Cuando ya nos consolábamos pensando que la pandemia nos daba tregua, ahora la guerra en Ucrania ha pasado a ser una de nuestras más pavorosas pesadillas. A diferencia de otros conflictos recientes, este nos desazona por su cercanía, si no necesariamente física, sí conceptual. No la vemos como una civilización remota o ajena a la nuestra; los ucranianos vivían hasta hace unos días en ciudades como las nuestras, con unos hábitos semejantes y rutinas identificables. Y lo que acaso más nos angustia es que, si se produjeran fatídicas carambolas del destino, mañana nuestro país se podría ver envuelto en el conflicto.
Una de las muchas consecuencias de la irrupción de la tragedia es el reclutamiento de civiles.

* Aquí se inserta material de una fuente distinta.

//! Definitions of network messages.

use std::{fmt, sync::Arc};

use volt_chain::{
    block::{self, Block, CountedHeader},
    transaction::{self, Transaction},
    SerializationError,
};

use super::inv::InventoryHash;
use super::types::Nonce;
use crate::meta_addr::MetaAddr;

mod get_blocks;
pub use get_blocks::GetBlocks;

mod version;
pub use version::Version;

/// The wire identifier of each message kind.
///
/// Messages are identified by a little-endian u16 in the frame header; an
/// unknown value is a framing error.
#[derive(Copy, Clone, Debug, Eq, PartialEq)]
#[repr(u16)]
pub enum MessageType {
    /// `Ping`
    Ping = 0,
    /// `Pong`
    Pong = 1,
    /// `Version`
    Version = 2,
    /// `Verack`
    Verack = 3,
    /// `Address`
    Address = 4,
    /// `GetAddress`
    GetAddress = 5,
    /// `GetBlocks`
    GetBlocks = 6,
    /// `Blocks`
    Blocks = 7,
    /// `GetHeader`
    GetHeader = 8,
    /// `Header`
    Header = 9,
    /// `GetUnconfirmedTransactions`
    GetUnconfirmedTransactions = 10,
    /// `KnownTransactions`
    KnownTransactions = 11,
    /// `GetTransactions`
    GetTransactions = 12,
    /// `Transactions`
    Transactions = 13,
}

impl MessageType {
    /// Decode a wire value.
    pub fn from_wire(value: u16) -> Result<MessageType, SerializationError> {
        use MessageType::*;
        Ok(match value {
            0 => Ping,
            1 => Pong,
            2 => Version,
            3 => Verack,
            4 => Address,
            5 => GetAddress,
            6 => GetBlocks,
            7 => Blocks,
            8 => GetHeader,
            9 => Header,
            10 => GetUnconfirmedTransactions,
            11 => KnownTransactions,
            12 => GetTransactions,
            13 => Transactions,
            _ => return Err(SerializationError::Parse("unknown message type")),
        })
    }
}

/// A volt network message.
///
/// This enum stores an internal representation, unlinked from the wire
/// format; the translation between the two happens only during serialization
/// and deserialization in the [`Codec`](super::codec::Codec). This gives a
/// clearly-defined validation boundary for network messages.
#[derive(Clone, Debug, Eq, PartialEq)]
pub enum Message {
    /// A liveness probe carrying a nonce the peer must echo.
    Ping(Nonce),

    /// The answer to a `Ping`, carrying the same nonce.
    Pong(Nonce),

    /// The first half of the handshake.
    ///
    /// Although this is called `version`, its role is really analogous to a
    /// `ClientHello` in TLS, used to begin a handshake, and is distinct from
    /// a simple version number.
    Version(Version),

    /// Acknowledges a `Version`, completing the handshake.
    Verack,

    /// A gossiped list of `(last seen, address)` pairs, at most 1000.
    Address(Vec<MetaAddr>),

    /// Asks a peer for a sample of its address pool.
    GetAddress,

    /// Asks for the blocks following the sender's best chain, located via a
    /// block locator.
    ///
    /// `block_header_hashes` is a series of known block hashes spaced out
    /// along the sender's best chain. The receiver uses them to find the
    /// intersection with its own chain and replies with the blocks after it.
    GetBlocks(GetBlocks),

    /// A batch of up to 500 blocks, guaranteed to connect in order from the
    /// first to the last.
    Blocks(Vec<Arc<Block>>),

    /// Asks for the header of the named block.
    GetHeader(block::Hash),

    /// A block header with its transaction count.
    Header(CountedHeader),

    /// Asks a peer for the inventory of its transaction pool.
    GetUnconfirmedTransactions,

    /// The inventory of a transaction pool.
    KnownTransactions(Vec<InventoryHash>),

    /// Asks for the full transactions named by hash.
    GetTransactions(Vec<transaction::Hash>),

    /// Full transactions, in reply to `GetTransactions` or as a relay.
    Transactions(Vec<Arc<Transaction>>),
}

impl Message {
    /// The wire identifier for this message.
    pub fn message_type(&self) -> MessageType {
        match self {
            Message::Ping(_) => MessageType::Ping,
            Message::Pong(_) => MessageType::Pong,
            Message::Version(_) => MessageType::Version,
            Message::Verack => MessageType::Verack,
            Message::Address(_) => MessageType::Address,
            Message::GetAddress => MessageType::GetAddress,
            Message::GetBlocks(_) => MessageType::GetBlocks,
            Message::Blocks(_) => MessageType::Blocks,
            Message::GetHeader(_) => MessageType::GetHeader,
            Message::Header(_) => MessageType::Header,
            Message::GetUnconfirmedTransactions => MessageType::GetUnconfirmedTransactions,
            Message::KnownTransactions(_) => MessageType::KnownTransactions,
            Message::GetTransactions(_) => MessageType::GetTransactions,
            Message::Transactions(_) => MessageType::Transactions,
        }
    }
}

impl fmt::Display for Message {
    fn fmt(&self, f: &mut fmt::Formatter) -> fmt::Result {
        f.write_str(match self {
            Message::Ping(_) => "ping",
            Message::Pong(_) => "pong",
            Message::Version { .. } => "version",
            Message::Verack => "verack",
            Message::Address(_) => "address",
            Message::GetAddress => "getaddress",
            Message::GetBlocks { .. } => "getblocks",
            Message::Blocks(_) => "blocks",
            Message::GetHeader(_) => "getheader",
            Message::Header(_) => "header",
            Message::GetUnconfirmedTransactions => "getunconfirmedtransactions",
            Message::KnownTransactions(_) => "knowntransactions",
            Message::GetTransactions(_) => "gettransactions",
            Message::Transactions(_) => "transactions",
        })
    }
}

Ucrania ya ha decretado la movilización de 200.000 reservistas de entre 18 y 60 años para defender a su patria con las armas. Por su parte, países comunitarios como Alemania ya han anunciado que aumentarán su presupuesto en armamento. Al leer estas noticias, mi imaginación me plantea qué pasaría si España, por este conflicto o por otros que se desencadenasen en un futuro, cambiara su planteamiento de defensa, y acaso volviera al servicio militar obligatorio.

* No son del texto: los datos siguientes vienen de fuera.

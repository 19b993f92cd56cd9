//! Pay-to-public-key-hash addresses.

use std::{fmt, io};

use ripemd160::{Digest, Ripemd160};
use sha2::{Digest as sha2Digest, Sha256};

use crate::{
    parameters::Network,
    serialization::{SerializationError, WireDeserialize, WireSerialize},
};

use super::LockScript;

/// Version bytes that identify what network an address belongs to.
mod magics {
    pub const MAINNET: [u8; 1] = [0x46];
    pub const TESTNET: [u8; 1] = [0x6f];
}

/// A spendable address: a network tag plus a public key hash.
///
/// A single version byte is prepended to the hash, the result is hashed with
/// SHA256d, the first four bytes of that digest are appended as a checksum,
/// and the whole is Base58Check encoded for display.
#[derive(Copy, Clone, Eq, PartialEq, Hash)]
pub struct Address {
    /// Production or test network.
    pub network: Network,
    /// 20 bytes specifying a public key hash, which is a RIPEMD-160
    /// hash of a SHA-256 hash of a compressed ECDSA key encoding.
    pub pub_key_hash: [u8; 20],
}

/// `RIPEMD160(SHA256(pub_key))`, the hash a single-signature lock commits to.
pub fn pub_key_hash(pub_key: &[u8]) -> [u8; 20] {
    let sha = Sha256::digest(pub_key);
    let ripe = Ripemd160::digest(&sha);
    let mut hash = [0u8; 20];
    hash.copy_from_slice(&ripe);
    hash
}

impl Address {
    /// The address paying to (a hash of) the given compressed public key.
    pub fn from_pub_key(network: Network, pub_key: &[u8; 33]) -> Address {
        Address {
            network,
            pub_key_hash: pub_key_hash(pub_key),
        }
    }

    /// The lock script paying to this address.
    pub fn lock_script(&self) -> LockScript {
        LockScript::SingleSignature {
            pub_key_hash: self.pub_key_hash,
        }
    }
}

impl fmt::Debug for Address {
    fn fmt(&self, f: &mut fmt::Formatter) -> fmt::Result {
        f.debug_struct("Address")
            .field("network", &self.network)
            .field("pub_key_hash", &hex::encode(self.pub_key_hash))
            .finish()
    }
}

impl fmt::Display for Address {
    fn fmt(&self, f: &mut fmt::Formatter) -> fmt::Result {
        let mut bytes = io::Cursor::new(Vec::new());
        let _ = self.wire_serialize(&mut bytes);

        f.write_str(&bs58::encode(bytes.get_ref()).with_check().into_string())
    }
}

impl std::str::FromStr for Address {
    type Err = SerializationError;

    fn from_str(s: &str) -> Result<Self, Self::Err> {
        let result = &bs58::decode(s).with_check(None).into_vec();

        match result {
            Ok(bytes) => Self::wire_deserialize(&bytes[..]),
            Err(_) => Err(SerializationError::Parse("address decoding error")),
        }
    }
}

impl WireSerialize for Address {
    fn wire_serialize<W: io::Write>(&self, mut writer: W) -> Result<(), io::Error> {
        match self.network {
            Network::Mainnet => writer.write_all(&magics::MAINNET[..])?,
            Network::Testnet => writer.write_all(&magics::TESTNET[..])?,
        }
        writer.write_all(&self.pub_key_hash)
    }
}

impl WireDeserialize for Address {
    fn wire_deserialize<R: io::Read>(mut reader: R) -> Result<Self, SerializationError> {
        let version = u8::wire_deserialize(&mut reader)?;
        let network = match [version] {
            magics::MAINNET => Network::Mainnet,
            magics::TESTNET => Network::Testnet,
            _ => return Err(SerializationError::Parse("unknown address version byte")),
        };
        Ok(Address {
            network,
            pub_key_hash: <[u8; 20]>::wire_deserialize(&mut reader)?,
        })
    }
}

#[cfg(test)]
mod tests {
    use super::*;

    #[test]
    fn display_fromstr_round_trip() {
        let address = Address {
            network: Network::Mainnet,
            pub_key_hash: [0x42; 20],
        };
        let encoded = address.to_string();
        let decoded: Address = encoded.parse().expect("valid address should parse");
        assert_eq!(address, decoded);
    }

    #[test]
    fn corrupted_checksum_is_rejected() {
        let address = Address {
            network: Network::Testnet,
            pub_key_hash: [0x17; 20],
        };
        let mut encoded = address.to_string();
        // Flip the final character to damage the checksum.
        let last = encoded.pop().expect("address string is non-empty");
        encoded.push(if last == '1' { '2' } else { '1' });
        assert!(encoded.parse::<Address>().is_err());
    }

    #[test]
    fn pub_key_hash_is_twenty_bytes() {
        let hash = pub_key_hash(&[2u8; 33]);
        assert_eq!(hash.len(), 20);
    }
}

Yo hice una mili interminable en tres tandas, lo que entonces se conocía como las milicias universitarias, pero ya entonces el servicio obligatorio tendía a extinguirse, y de hecho un porcentaje muy elevado de mis coetáneos optaba por la objeción de conciencia. A finales de los ochenta/principios de los noventa las administraciones públicas se afanaban por conseguir puestos de prestación de objeción, con frecuencia apelando a las oenegés para que facilitaran alguna tarea en la que ocupar a los objetores, aunque fuera descolgar el teléfono en sus sedes.

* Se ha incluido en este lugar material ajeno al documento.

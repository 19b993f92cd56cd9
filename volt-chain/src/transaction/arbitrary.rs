use proptest::{arbitrary::Arbitrary, collection::vec, prelude::*};

use crate::transfer;

use super::Transaction;

impl Arbitrary for Transaction {
    type Parameters = ();

    fn arbitrary_with(_args: ()) -> Self::Strategy {
        (
            any::<u32>(),
            vec(any::<transfer::Input>(), 0..4),
            vec(any::<transfer::Output>(), 0..4),
        )
            .prop_map(|(version, inputs, outputs)| Transaction::new(version, inputs, outputs))
            .boxed()
    }

    type Strategy = BoxedStrategy<Self>;
}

Pero si volviera la mili precisamente ahora, no sería con el tono de cuasicomedia que yo conocí. También me inquieta considerar cómo afrontarían el rigor y la disciplina de la instrucción militar las nuevas generaciones, que acaso tienen más experiencia en reclamar obediencia de sus mayores que en ejercitarla (más de un padre me ha dicho que en su infancia recibía las broncas de sus progenitores, y ahora en su madurez las recibe de sus hijos). Que además presentan una alta tolerancia a la violencia visual, por su exposición temprana ante la televisión o los videojuegos, pero muy baja a la frustración personal, a que las cosas se tuerzan. Todo un cóctel fatídico.
Otra consideración que me hago es cómo afectaría al servicio militar obligatorio a los recientes avances sociales en materia de igualdad de género. Si hace tiempo que las mujeres pueden ser oficiales, suboficiales y personal profesional de tropa, en caso de reclutamiento universal, ¿se restringiría solo a los varones, como en el pasado? Podría parecer un resquicio paternalista que la nueva sensibilidad igualitaria debería rechazar.
En todo caso, esperemos y recemos para que todo esto sean temores infundados que jamás lleguen a hacerse realidad. Esta vez no serían las “Historias de la puta mili” que popularizó El Jueves. Esta vez iría en serio.